PLATE 10.

FIG. 16.

TRANSITIONAL PATTERNS—Loops and Whorls (enlarged three times).

The chief theoretical objection to this threefold system of classification lies in the existence of certain compound patterns, by far the most common of which are Whorls enclosed within Loops ([Plates 7], [8], Fig. 12, 15, 18, 19, and Fig. 13, 20-23). They are as much Loops as Whorls, and properly ought to be relegated to a fourth class. I have not done so, but called them Whorls, for a practical reason which is cogent. In an imperfect impression, such as is made by merely dabbing the inked finger upon paper, the enveloping loop is often too incompletely printed to enable its existence to be surely ascertained, especially when the enclosed whorl is so large (Fig. 13, 23) that there are only one or two enveloping ridges to represent the loop. On the other hand, the whorled character of the core can hardly fail to be recognised. The practical difficulties lie almost wholly in rightly classifying a few transitional forms, diagrammatically and roughly expressed in Fig. 11, 4, 5, and Fig. 12, 8, 18, 19, with the words “see” so and so written below, and of which actual examples are given on an enlarged scale in [Plates 9] and [10], Figs. 15 and 16. Here Fig. 15, a is an undoubted arch, and c an undoubted nascent loop; but b is transitional between them, though nearer to a loop than an arch, d may be thought transitional in the same way, but it has an incipient curl which becomes marked in e, while it has grown into a decided whorl in f; d should also be compared with j, which is in some sense a stage towards k. g is a nascent tented-arch, fully developed in i, where the pattern as a whole has a slight slope, but is otherwise fairly symmetrical. In h there is some want of symmetry, and a tendency to the formation of a loop on the right side (refer back to [Plate 7], Fig. 11, 4, and Fig. 12, 12); it is a transitional case between a tented arch and a loop, with most resemblance to the latter. [Plate 10], Fig. 16 illustrates eyed patterns; here l and m are parts of decided loops; p, q, and r are decided whorls, but n is transitional, inclining towards a loop, and o is transitional, inclining towards a whorl. s is a nascent form of an invaded loop, and is nearly related to l; t and u are decidedly invaded loops.

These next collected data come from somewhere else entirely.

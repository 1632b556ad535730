//! Row normalization for the roster import.
//!
//! Maps positional raw cells into a canonical [`EmployeeRecord`]. Rows that
//! lack an employee ID, a full name or a gender are skipped, not reported.

use std::collections::HashMap;

use chrono::{DateTime, NaiveDate};

use crate::models::{EmployeeRecord, Gender, RawCell, RawRow, Role, Status};
use crate::services::sheet_parser::RosterColumns;

/// Days between the spreadsheet date epoch and 1970-01-01.
pub const SPREADSHEET_EPOCH_OFFSET_DAYS: i64 = 25_569;

const SECONDS_PER_DAY: i64 = 86_400;

/// Serials beyond this magnitude are not dates (about 27,000 years).
const MAX_SERIAL_MAGNITUDE: f64 = 1e7;

/// Parts of a `LAST, First M.` full name.
#[derive(Debug, Clone, PartialEq, Eq, Default)]
pub struct NameParts {
    pub last_name: String,
    pub first_name: String,
    pub middle_initial: String,
}

/// Result of normalizing a batch of rows.
#[derive(Debug, Default)]
pub struct NormalizedBatch {
    /// Unique by employee ID (case-insensitive).
    pub records: Vec<EmployeeRecord>,
    /// Rows dropped for a missing required field.
    pub skipped: usize,
    /// Rows that replaced an earlier row with the same employee ID.
    pub duplicates: usize,
}

/// Split a full name into last, first and middle initial.
///
/// Without a trailing period on the last token, only the first given-name
/// token is kept and the second supplies the initial: `"Reyes, Maria Clara
/// Luz"` becomes `MARIA` / `C`, dropping `Luz`. This mirrors how the roster
/// has always been imported and is pinned by tests.
#[must_use]
pub fn split_full_name(full_name: &str) -> NameParts {
    let Some((last, rest)) = full_name.split_once(',') else {
        return NameParts {
            last_name: full_name.trim().to_uppercase(),
            ..NameParts::default()
        };
    };

    let last_name = last.trim().to_uppercase();
    let tokens: Vec<&str> = rest.split_whitespace().collect();

    let (first_name, middle_initial) = match tokens.split_last() {
        None => (String::new(), String::new()),
        Some((last_token, given)) if last_token.ends_with('.') => {
            (given.join(" "), initial_of(last_token.trim_end_matches('.')))
        }
        Some(_) if tokens.len() > 1 => (tokens[0].to_string(), initial_of(tokens[1])),
        Some((only, _)) => ((*only).to_string(), String::new()),
    };

    NameParts {
        last_name,
        first_name: first_name.to_uppercase(),
        middle_initial,
    }
}

/// First character of `token`, upper-cased, when it is a letter.
fn initial_of(token: &str) -> String {
    token
        .chars()
        .next()
        .filter(|c| c.is_alphabetic())
        .map(|c| c.to_uppercase().collect())
        .unwrap_or_default()
}

/// Parse a date-of-birth cell.
///
/// Numbers are spreadsheet day serials; text must be `MM/DD/YYYY`. Anything
/// that does not form a valid calendar date yields `None`.
#[must_use]
pub fn parse_birth_date(cell: &RawCell) -> Option<NaiveDate> {
    match cell {
        RawCell::Number(serial) => date_from_serial(*serial),
        RawCell::Text(text) => parse_us_date(text.trim()),
        RawCell::Empty | RawCell::Bool(_) => None,
    }
}

/// Convert a spreadsheet day serial to a calendar date.
#[must_use]
pub fn date_from_serial(serial: f64) -> Option<NaiveDate> {
    if !serial.is_finite() || serial.abs() > MAX_SERIAL_MAGNITUDE {
        return None;
    }
    let days = (serial.floor() as i64).checked_sub(SPREADSHEET_EPOCH_OFFSET_DAYS)?;
    let seconds = days.checked_mul(SECONDS_PER_DAY)?;
    DateTime::from_timestamp(seconds, 0).map(|dt| dt.date_naive())
}

fn parse_us_date(text: &str) -> Option<NaiveDate> {
    let mut parts = text.split('/');
    let month = parts.next()?.trim().parse::<u32>().ok()?;
    let day = parts.next()?.trim().parse::<u32>().ok()?;
    let year = parts.next()?.trim().parse::<i32>().ok()?;
    if parts.next().is_some() {
        return None;
    }
    NaiveDate::from_ymd_opt(year, month, day)
}

/// Normalize a free-text gender value. Returns `None` for blank input.
#[must_use]
pub fn normalize_gender(raw: &str) -> Option<Gender> {
    let lowered = raw.trim().to_lowercase();
    let mut chars = lowered.chars();
    let first = chars.next()?;
    let capitalized: String = first.to_uppercase().chain(chars).collect();

    Some(match capitalized.as_str() {
        "Male" => Gender::Male,
        "Female" => Gender::Female,
        _ if first == 'm' => Gender::Male,
        _ if first == 'f' => Gender::Female,
        _ => Gender::Unrecognized(capitalized),
    })
}

/// Title-case each whitespace-separated word.
#[must_use]
pub fn title_case(raw: &str) -> String {
    raw.split_whitespace()
        .map(|word| {
            let lowered = word.to_lowercase();
            let mut chars = lowered.chars();
            match chars.next() {
                Some(first) => first.to_uppercase().chain(chars).collect(),
                None => String::new(),
            }
        })
        .collect::<Vec<String>>()
        .join(" ")
}

/// Map one raw row to a record; `None` when a required field is missing.
#[must_use]
pub fn normalize_row(row: &RawRow, columns: &RosterColumns) -> Option<EmployeeRecord> {
    let employee_id = row.cell(columns.employee_id).as_text()?.to_uppercase();
    let full_name = row.cell(columns.full_name).as_text()?;
    let gender = normalize_gender(&row.cell(columns.gender).as_text()?)?;

    let NameParts {
        last_name,
        first_name,
        middle_initial,
    } = split_full_name(&full_name);

    Some(EmployeeRecord {
        employee_id,
        first_name,
        last_name,
        middle_initial,
        date_of_birth: parse_birth_date(row.cell(columns.date_of_birth)),
        gender,
        designation: row
            .cell(columns.designation)
            .as_text()
            .unwrap_or_default()
            .to_uppercase(),
        department: title_case(&row.cell(columns.department).as_text().unwrap_or_default()),
        role: Role::Employee,
        status: Status::Active,
    })
}

/// Normalize every row, dropping incomplete rows and collapsing duplicates.
///
/// A later row with the same employee ID replaces the earlier one in place.
pub fn normalize_rows<I>(rows: I, columns: &RosterColumns) -> NormalizedBatch
where
    I: IntoIterator<Item = RawRow>,
{
    let mut batch = NormalizedBatch::default();
    let mut positions: HashMap<String, usize> = HashMap::new();

    for row in rows {
        let Some(record) = normalize_row(&row, columns) else {
            tracing::debug!(line = row.line_number, "Skipping incomplete roster row");
            batch.skipped += 1;
            continue;
        };

        let key = record.key();
        if let Some(&idx) = positions.get(&key) {
            tracing::debug!(
                line = row.line_number,
                employee_id = %key,
                "Duplicate employee ID in roster; later row wins"
            );
            batch.records[idx] = record;
            batch.duplicates += 1;
        } else {
            positions.insert(key, batch.records.len());
            batch.records.push(record);
        }
    }

    batch
}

The Arch-Loop-Whorl, or, more briefly, the A. L. W. system of classification, while in some degree artificial, is very serviceable for preliminary statistics, such as are needed to obtain a broad view of the distribution of the various patterns. A minute subdivision under numerous heads would necessitate a proportional and somewhat overwhelming amount of statistical labour. Fifty-four different standard varieties are by no means an extravagant number, but to treat fifty-four as thoroughly as three would require eighteen times as much material and labour. Effort is economised by obtaining broad results from a discussion of the A. L. W. classes, afterwards verifying or extending them by special inquiries into a few of the further subdivisions.

PLATE 11.

Fig. 17.

ORIGIN OF SUPPLY OF RIDGES TO PATTERNS OF PRINTS OF RIGHT HAND.

Of the two letters in the left upper corner of each compartment, the first refers to the source of upper boundary of the pattern,
the second to the lower boundary. For patterns on the prints of left hands, Ii and Oo must be interchanged.